YOUR INSTRUCTIONS: Find every line in the records below that holds the word "builder", and copy it out.
++++++
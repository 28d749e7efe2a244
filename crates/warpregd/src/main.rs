//! warpregd — the WarpReg daemon.
//!
//! Assembles the registry service:
//! - Worker store (redb or JSON file)
//! - HTTP prober + fixed-delay retry
//! - Registry with its periodic health sweep
//! - HTTP API + Prometheus metrics
//!
//! # Usage
//!
//! ```text
//! warpregd serve --config /etc/warpreg/warpreg.toml --port 8080
//! warpregd check-config --config /etc/warpreg/warpreg.toml
//! ```

use std::net::SocketAddr;
use std::path::{Path, PathBuf};
use std::sync::Arc;

use anyhow::Context;
use clap::{Parser, Subcommand};
use tracing::{error, info};
use tracing_subscriber::EnvFilter;

use warpreg_api::{ApiState, build_router};
use warpreg_core::RegistryConfig;
use warpreg_health::{HttpProber, RetryPolicy};
use warpreg_metrics::RegistryMetrics;
use warpreg_registry::Registry;

const DEFAULT_FILTER: &str = "info,warpreg=debug";

#[derive(Parser)]
#[command(name = "warpregd", about = "WarpReg worker registry daemon")]
struct Cli {
    #[command(subcommand)]
    command: Command,
}

#[derive(Subcommand)]
enum Command {
    /// Run the registry service.
    Serve {
        /// Path to the TOML configuration file.
        #[arg(long)]
        config: PathBuf,

        /// Override `server.port`.
        #[arg(long)]
        port: Option<u16>,

        /// Override `store.path`.
        #[arg(long)]
        store_path: Option<PathBuf>,

        /// Emit logs as JSON lines.
        #[arg(long)]
        json: bool,
    },
    /// Validate a configuration file and print it with defaults filled in.
    CheckConfig {
        #[arg(long)]
        config: PathBuf,
    },
}

#[tokio::main]
async fn main() -> anyhow::Result<()> {
    let cli = Cli::parse();

    match cli.command {
        Command::Serve {
            config,
            port,
            store_path,
            json,
        } => {
            let config = load_config(&config, port, store_path)?;
            init_tracing(&config.log_level, json);
            run_serve(config).await
        }
        Command::CheckConfig { config } => {
            let config = load_config(&config, None, None)?;
            println!("{}", config.to_toml_string()?);
            println!("configuration OK");
            Ok(())
        }
    }
}

/// Load the config file and apply command-line overrides.
fn load_config(
    path: &Path,
    port: Option<u16>,
    store_path: Option<PathBuf>,
) -> anyhow::Result<RegistryConfig> {
    let mut config = RegistryConfig::from_file(path)
        .with_context(|| format!("loading config from {}", path.display()))?;
    if let Some(port) = port {
        config.server.port = port;
    }
    if let Some(store_path) = store_path {
        config.store.path = store_path;
    }
    config.validate()?;
    Ok(config)
}

/// `RUST_LOG` wins, then the configured level, then the built-in default.
fn env_filter(log_level: &str) -> EnvFilter {
    EnvFilter::try_from_default_env()
        .or_else(|_| EnvFilter::try_new(log_level))
        .unwrap_or_else(|_| EnvFilter::new(DEFAULT_FILTER))
}

fn init_tracing(log_level: &str, json: bool) {
    let builder = tracing_subscriber::fmt().with_env_filter(env_filter(log_level));
    if json {
        builder.json().init();
    } else {
        builder.init();
    }
}

async fn run_serve(config: RegistryConfig) -> anyhow::Result<()> {
    info!("WarpReg daemon starting");

    // ── Initialize subsystems ──────────────────────────────────

    let store = warpreg_state::open_store(&config.store)
        .with_context(|| format!("opening store at {}", config.store.path.display()))?;
    info!(backend = ?config.store.backend, path = ?config.store.path, "worker store opened");

    let prober = Arc::new(HttpProber::from_config(&config));
    let retry = RetryPolicy::from_config(&config);
    let metrics = Arc::new(RegistryMetrics::new());

    let registry = Registry::open(store, prober, retry)
        .context("hydrating registry from store")?
        .with_metrics(metrics);
    info!(workers = registry.len(), "registry ready");

    let interval = config.health.interval();
    registry.start_scheduler(interval);

    // ── Start API server ───────────────────────────────────────

    let router = build_router(ApiState::new(registry.clone(), &config.server.api_key));
    let addr = SocketAddr::from(([0, 0, 0, 0], config.server.port));
    let listener = tokio::net::TcpListener::bind(addr)
        .await
        .with_context(|| format!("binding {addr}"))?;
    info!(%addr, "API server listening");

    axum::serve(
        listener,
        router.into_make_service_with_connect_info::<SocketAddr>(),
    )
    .with_graceful_shutdown(shutdown_signal())
    .await?;

    registry.stop_scheduler_and_wait().await;
    info!("WarpReg daemon stopped");
    Ok(())
}

async fn shutdown_signal() {
    match tokio::signal::ctrl_c().await {
        Ok(()) => info!("shutdown signal received"),
        Err(e) => {
            // Without a signal handler the server can only be killed.
            error!(error = %e, "failed to install CTRL+C handler");
            std::future::pending::<()>().await;
        }
    }
}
++++++
WRITTEN SOLUTION:
    let builder = tracing_subscriber::fmt().with_env_filter(env_filter(log_level));
        builder.json().init();
        builder.init();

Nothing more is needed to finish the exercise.